Et pourtant / on passe notre temps
A se mettre des coups de cutter dans les paumes
A trop mentir / à force de dire :
« Par pitié, range la guimauve
Ecarte les jambes, je t’en supplie, me parles pas…
Laisse-moi seulement kiffer mon va-et-vient de taulard
Et m’endormir direct moins de trois minutes plus tard »

[Nuits Fauves]

C’est quelque chose qui vous étonne, cet intérêt des filles pour les choses plus crues ?
On ne peut pas dire “c’était comme-ci avant”, mais une chose est sûre : les meufs d’aujourd’hui sont très directes, très vite en mode “baise-moi”. Pas forcément dès le premier contact, mais elles vont switcher beaucoup rapidement qu’on ne le pense. C’est quelque chose qui est parfois chanmé, parfois déstabilisant.

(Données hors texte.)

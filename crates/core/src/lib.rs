//! # MarketLink Core
//!
//! Transport-neutral client logic - no network or filesystem code.
//!
//! This crate contains:
//! - The request/response model and the middleware pipeline
//! - Session ports (credential store, token refresher, navigator)
//! - The session manager with its single-flight refresh
//! - Bearer attachment and refresh-and-retry middlewares
//!
//! ## Architecture Principles
//! - Only depends on `marketlink-domain`
//! - No HTTP client, storage, or platform code
//! - All external effects via traits

pub mod http;
pub mod session;

#[cfg(any(test, feature = "test-utils"))]
pub mod testing;

// Re-export the types every client wires together
pub use http::{ApiRequest, ApiResponse, HttpMethod, Middleware, Next, Pipeline, Transport};
pub use session::{
    BearerAuth, CredentialStore, MemoryCredentialStore, Navigator, Renewal, SessionManager,
    SessionRefresh, TokenRefresher,
};
//! Session state and the single-flight token refresh
//!
//! - [`ports`]: storage, refresh, and navigation boundaries
//! - [`manager`]: [`SessionManager`], owner of tokens and the refresh slot
//! - [`middleware`]: bearer attachment and 401 handling for the pipeline
//! - [`store`]: in-memory [`CredentialStore`]

pub mod manager;
pub mod middleware;
pub mod ports;
pub mod store;

pub use manager::{Renewal, SessionManager};
pub use middleware::{BearerAuth, SessionRefresh};
pub use ports::{CredentialStore, Navigator, TokenRefresher};
pub use store::MemoryCredentialStore;
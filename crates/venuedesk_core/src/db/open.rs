//! Connection bootstrap for file and in-memory catalog databases.
//!
//! # Invariants
//! - Returned connections have `foreign_keys=ON` and a busy timeout.
//! - Returned connections have every migration applied.

use super::migrations::apply_migrations;
use super::DbResult;
use log::{error, info};
use rusqlite::Connection;
use std::path::Path;
use std::time::{Duration, Instant};

const BUSY_TIMEOUT: Duration = Duration::from_secs(5);

/// Opens (or creates) the catalog database file and migrates it.
///
/// # Side effects
/// - Emits `db_open` events with duration and status.
pub fn open_db(path: impl AsRef<Path>) -> DbResult<Connection> {
    open_with("file", || Connection::open(path))
}

/// Opens a private in-memory catalog database. Used by tests and demos.
pub fn open_db_in_memory() -> DbResult<Connection> {
    open_with("memory", Connection::open_in_memory)
}

fn open_with(
    mode: &'static str,
    open: impl FnOnce() -> rusqlite::Result<Connection>,
) -> DbResult<Connection> {
    let started_at = Instant::now();
    info!("event=db_open module=db status=start mode={mode}");

    let mut conn = open().map_err(|err| {
        error!(
            "event=db_open module=db status=error mode={mode} duration_ms={} error_code=db_open_failed error={err}",
            started_at.elapsed().as_millis()
        );
        err
    })?;

    if let Err(err) = bootstrap_connection(&mut conn) {
        error!(
            "event=db_open module=db status=error mode={mode} duration_ms={} error_code=db_bootstrap_failed error={err}",
            started_at.elapsed().as_millis()
        );
        return Err(err);
    }

    info!(
        "event=db_open module=db status=ok mode={mode} duration_ms={}",
        started_at.elapsed().as_millis()
    );
    Ok(conn)
}

fn bootstrap_connection(conn: &mut Connection) -> DbResult<()> {
    conn.execute_batch("PRAGMA foreign_keys = ON;")?;
    conn.busy_timeout(BUSY_TIMEOUT)?;
    apply_migrations(conn)
}
//! View-model errors and operation outcomes.

use crate::repo::store::StoreError;
use std::error::Error;
use std::fmt::{Display, Formatter};

pub type ViewModelResult<T> = Result<T, ViewModelError>;

/// Failures that escape a view-model operation.
///
/// Out-of-range indices are contract violations by the presentation layer;
/// store errors leave the cursor as it was before the failing call, and
/// callers should reload rather than trust it.
#[derive(Debug)]
pub enum ViewModelError {
    Store(StoreError),
    RowOutOfRange { row: usize, row_count: usize },
    ColumnOutOfRange { column: usize, column_count: usize },
}

impl Display for ViewModelError {
    fn fmt(&self, f: &mut Formatter<'_>) -> std::fmt::Result {
        match self {
            Self::Store(err) => write!(f, "{err}"),
            Self::RowOutOfRange { row, row_count } => {
                write!(f, "row {row} out of range (row count {row_count})")
            }
            Self::ColumnOutOfRange {
                column,
                column_count,
            } => write!(f, "column {column} out of range (column count {column_count})"),
        }
    }
}

impl Error for ViewModelError {
    fn source(&self) -> Option<&(dyn Error + 'static)> {
        match self {
            Self::Store(err) => Some(err),
            _ => None,
        }
    }
}

impl From<StoreError> for ViewModelError {
    fn from(value: StoreError) -> Self {
        Self::Store(value)
    }
}

/// Result of `insert_row`.
#[derive(Debug, Clone, PartialEq, Eq)]
pub enum InsertOutcome {
    Inserted { row: usize },
    /// Synthesized name already taken; nothing was persisted.
    UniquenessViolation(String),
}

/// Result of a confirmed removal.
#[derive(Debug, Clone, Copy, PartialEq, Eq)]
pub enum RemoveOutcome {
    Removed,
    Cancelled,
}

/// Result of `rename`.
#[derive(Debug, Clone, PartialEq, Eq)]
pub enum RenameOutcome {
    Renamed,
    /// New name equals the current one.
    NoOp,
    UniquenessViolation(String),
    /// New name is blank.
    InvalidName,
}

/// Per-row capabilities reported to the presentation layer.
#[derive(Debug, Clone, Copy, PartialEq, Eq)]
pub struct ItemFlags {
    pub selectable: bool,
    pub enabled: bool,
    pub editable: bool,
}

impl ItemFlags {
    pub const EDITABLE: ItemFlags = ItemFlags {
        selectable: true,
        enabled: true,
        editable: true,
    };

    pub const READ_ONLY: ItemFlags = ItemFlags {
        selectable: true,
        enabled: true,
        editable: false,
    };
}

A part ça on parle surtout des filles qu’on a vu sur le net
Et puis de celles qu’on aimerait attraper en soirée
Car ce soir, comme tous les soirs, on va essayer de niquer
Mais surtout pas de faire l’amour
Parce que l’amour, c’est pour les pédés

[Sainte Anne]

Je ne sais pas si c’est moi qui suis obsédé, mais je trouve que vos textes très sexualisés. C’est quelque chose d’important dans votre musique ?
La place de la sexualité dans le projet FAUVE ? Honnêtement, on la trouve relativement limitée. On défend surtout certains idéaux : la recherche de la dignité, le droit à la faiblesse, de pouvoir dire “je t’aime” à un pote… Parce qu’on est tous un peu trop durs avec nous-mêmes.

D’ailleurs, si on regarde ton corps
Quand tu te mets à poil
Faut bien avouer que tout nu
T’es pas vraiment l’homme idéal

[Kané]

La sexualité n’est donc qu’un sujet parmi d’autres choses telles que le taff, les voyages, la famille. Mais c’est vrai que ça transparaît, parce qu’on est des mecs de moins de trente ans… et que ça ressort inévitablement dans nos vies. Plus largement que la seule “sexualité”, c’est surtout le rapport au corps qu’on essaye d’explorer.

Vous parlez de porno dans certains textes… Vous en donnez une vision un peu caricaturale, non ?

C’est un peu à cause de tout ça si tous les soirs / c’est la même histoire
Métro / apéro / lexo / clopes et pornos à l’ancienne
Sur lesquels tu t’entraînes rageusement
Même si ça fait longtemps que ça t’amuse plus vraiment

[Sainte Anne]

C’est typiquement ce côté naïf, limite enfantin. Vouloir tomber amoureux-fou plutôt que de passer la nuit à mater les seins refaits d’une blonde sur Internet.

Mais la réalité, c’est que qu’en soirée, dès que t’es un peu à fond, tu te retrouves comme un con sur la première paire de seins. Parce qu’à la fin, on est comme tout le monde.

Ça t’arrive aussi d’être un peu
Libidineux
Quand t’es pas carrément insistant
De faire des trucs pas très élégants
Pour t’excuser le lendemain
Piteusement

[Kané]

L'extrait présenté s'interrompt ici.